Les seins de cette madmoiZelle ne correspondent pas aux stéréotypes véhiculés par la société. Cela l’a longtemps complexée à l’extrême, jusqu’à ce qu’une prise de conscience de taille change tout.

On pourrait aisément dire que selon les critères véhiculés par notre chère société, mes seins sont MOCHES.

D’abord, parce qu’ils tombent. Ils ont beau remplir un bonnet D, quand je retire mon soutien-gorge sous mon t-shirt on voit à peine que j’ai de la poitrine. En plus de cela, j’ai les tétons en gants de toilette, c’est à dire à peu près 15 cm au dessus du nombril, bien pointés vers le bas. Visualisez donc.

Il ne s’agit pas ici, cher lecteur•trice, de combler une mauvaise inclination pour l’exhibitionnisme, je vous rassure. Cet article va parler de mes seins, mais aussi du fait d’être une femme, pour parler de liberté.

Seins et féminité

Quand j’étais petite, je rêvais d’avoir des seins. Une belle paire de seins volumineux, moelleux, qui iraient avec de belles robes et des tops au-dessus du nombril, à la Britney. Je voulais avoir des seins, à tout prix.

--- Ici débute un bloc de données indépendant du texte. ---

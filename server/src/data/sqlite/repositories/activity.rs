//! Activity sources for the aggregated feed
//!
//! Each source is a fixed projection onto the same column set. The caller's
//! filter and ordering are applied on top of one projection at a time; the
//! domain layer merges the per-source windows.

use sqlx::SqlitePool;

use crate::data::sqlite::SqliteError;
use crate::data::types::{ActivityEvent, ActivityFilter, ActivityKind, ActivityRow, ListActivityParams};

const LOGIN_SOURCE: &str = r#"
    SELECT 'login-' || u.id || '-' || u.last_login AS event_id,
           'user_login' AS action,
           u.id AS user_id, u.name AS user_name, u.email AS user_email,
           u.role AS user_role, u.organization AS organization,
           NULL AS resource_id, NULL AS resource_title,
           u.last_login_ip AS ip_address,
           u.last_login AS created_at,
           json_object('status', u.status) AS details
    FROM users u
    WHERE u.last_login IS NOT NULL
"#;

const DOWNLOAD_SOURCE: &str = r#"
    SELECT 'download-' || d.id AS event_id,
           'resource_download' AS action,
           d.user_id AS user_id, u.name AS user_name, u.email AS user_email,
           u.role AS user_role, u.organization AS organization,
           d.resource_id AS resource_id, r.title AS resource_title,
           d.ip_address AS ip_address,
           d.created_at AS created_at,
           json_object('user_agent', d.user_agent, 'file_name', r.file_name,
                       'file_size', r.file_size) AS details
    FROM resource_downloads d
    LEFT JOIN users u ON u.id = d.user_id
    LEFT JOIN resources r ON r.id = d.resource_id
"#;

const VIEW_SOURCE: &str = r#"
    SELECT 'view-' || v.id AS event_id,
           'resource_view' AS action,
           v.user_id AS user_id, u.name AS user_name, u.email AS user_email,
           u.role AS user_role, u.organization AS organization,
           v.resource_id AS resource_id, r.title AS resource_title,
           v.ip_address AS ip_address,
           v.created_at AS created_at,
           json_object('user_agent', v.user_agent) AS details
    FROM resource_views v
    LEFT JOIN users u ON u.id = v.user_id
    LEFT JOIN resources r ON r.id = v.resource_id
"#;

const UPLOAD_SOURCE: &str = r#"
    SELECT 'upload-' || r.id AS event_id,
           'resource_upload' AS action,
           r.created_by AS user_id, u.name AS user_name, u.email AS user_email,
           u.role AS user_role, u.organization AS organization,
           r.id AS resource_id, r.title AS resource_title,
           NULL AS ip_address,
           r.created_at AS created_at,
           json_object('status', r.status, 'file_name', r.file_name,
                       'file_size', r.file_size, 'file_extension', r.file_extension) AS details
    FROM resources r
    LEFT JOIN users u ON u.id = r.created_by
"#;

// Every audit row is an event, including rows named like a derived kind
const LOG_SOURCE: &str = r#"
    SELECT 'log-' || l.id AS event_id,
           l.action AS action,
           l.user_id AS user_id, u.name AS user_name, u.email AS user_email,
           u.role AS user_role, u.organization AS organization,
           l.resource_id AS resource_id, r.title AS resource_title,
           l.ip_address AS ip_address,
           l.created_at AS created_at,
           COALESCE(l.details, '{}') AS details
    FROM activity_logs l
    LEFT JOIN users u ON u.id = l.user_id
    LEFT JOIN resources r ON r.id = l.resource_id
"#;

/// ?1 actor, ?2 action, ?3 from, ?4 to (inclusive)
const EVENT_FILTER: &str = r#"
    WHERE (?1 IS NULL OR e.user_id = ?1)
      AND (?2 IS NULL OR e.action = ?2)
      AND (?3 IS NULL OR e.created_at >= ?3)
      AND (?4 IS NULL OR e.created_at <= ?4)
"#;

fn projection(kind: ActivityKind) -> &'static str {
    match kind {
        ActivityKind::UserLogin => LOGIN_SOURCE,
        ActivityKind::ResourceDownload => DOWNLOAD_SOURCE,
        ActivityKind::ResourceView => VIEW_SOURCE,
        ActivityKind::ResourceUpload => UPLOAD_SOURCE,
        ActivityKind::ActivityLog => LOG_SOURCE,
    }
}

/// First `window` events of one source under the requested filter and order.
///
/// Rows are ordered by the sort column, then by event id in the same
/// direction, which is the total order the merged feed uses.
pub async fn list_source(
    pool: &SqlitePool,
    kind: ActivityKind,
    params: &ListActivityParams,
    window: u64,
) -> Result<Vec<ActivityEvent>, SqliteError> {
    let dir = params.order.as_sql();
    let sql = format!(
        "SELECT * FROM ({source}) AS e {filter} ORDER BY e.{column} {dir}, e.event_id {dir} LIMIT ?5",
        source = projection(kind),
        filter = EVENT_FILTER,
        column = params.sort.column(),
        dir = dir,
    );

    let filter = &params.filter;
    let rows = sqlx::query_as::<_, ActivityRow>(&sql)
        .bind(filter.user_id)
        .bind(filter.action.as_deref())
        .bind(filter.from)
        .bind(filter.to)
        .bind(i64::try_from(window).unwrap_or(i64::MAX))
        .fetch_all(pool)
        .await?;

    Ok(rows
        .into_iter()
        .map(|row| ActivityEvent::from_row(kind, row))
        .collect())
}

/// Number of events one source contributes under the filter
pub async fn count_source(
    pool: &SqlitePool,
    kind: ActivityKind,
    filter: &ActivityFilter,
) -> Result<u64, SqliteError> {
    let sql = format!(
        "SELECT COUNT(*) FROM ({}) AS e {}",
        projection(kind),
        EVENT_FILTER
    );

    let total: i64 = sqlx::query_scalar(&sql)
        .bind(filter.user_id)
        .bind(filter.action.as_deref())
        .bind(filter.from)
        .bind(filter.to)
        .fetch_one(pool)
        .await?;

    Ok(total.max(0) as u64)
}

J’attendais qu’ils poussent avec une impatience qui pouvait me tirer les larmes à chaque passage devant un miroir.

J’attendais qu’ils poussent avec une impatience qui pouvait me tirer les larmes à chaque passage devant un miroir. J’avais l’impression que quand cela arriverait, et pas avant, je serais enfin une femme pour de vrai. Pas juste un truc entre deux eaux, pas juste la binoclarde de service avec ses pantalons roses avec des têtes de bouddhas que personne d’autre n’aurait voulu porter. Une FEMME.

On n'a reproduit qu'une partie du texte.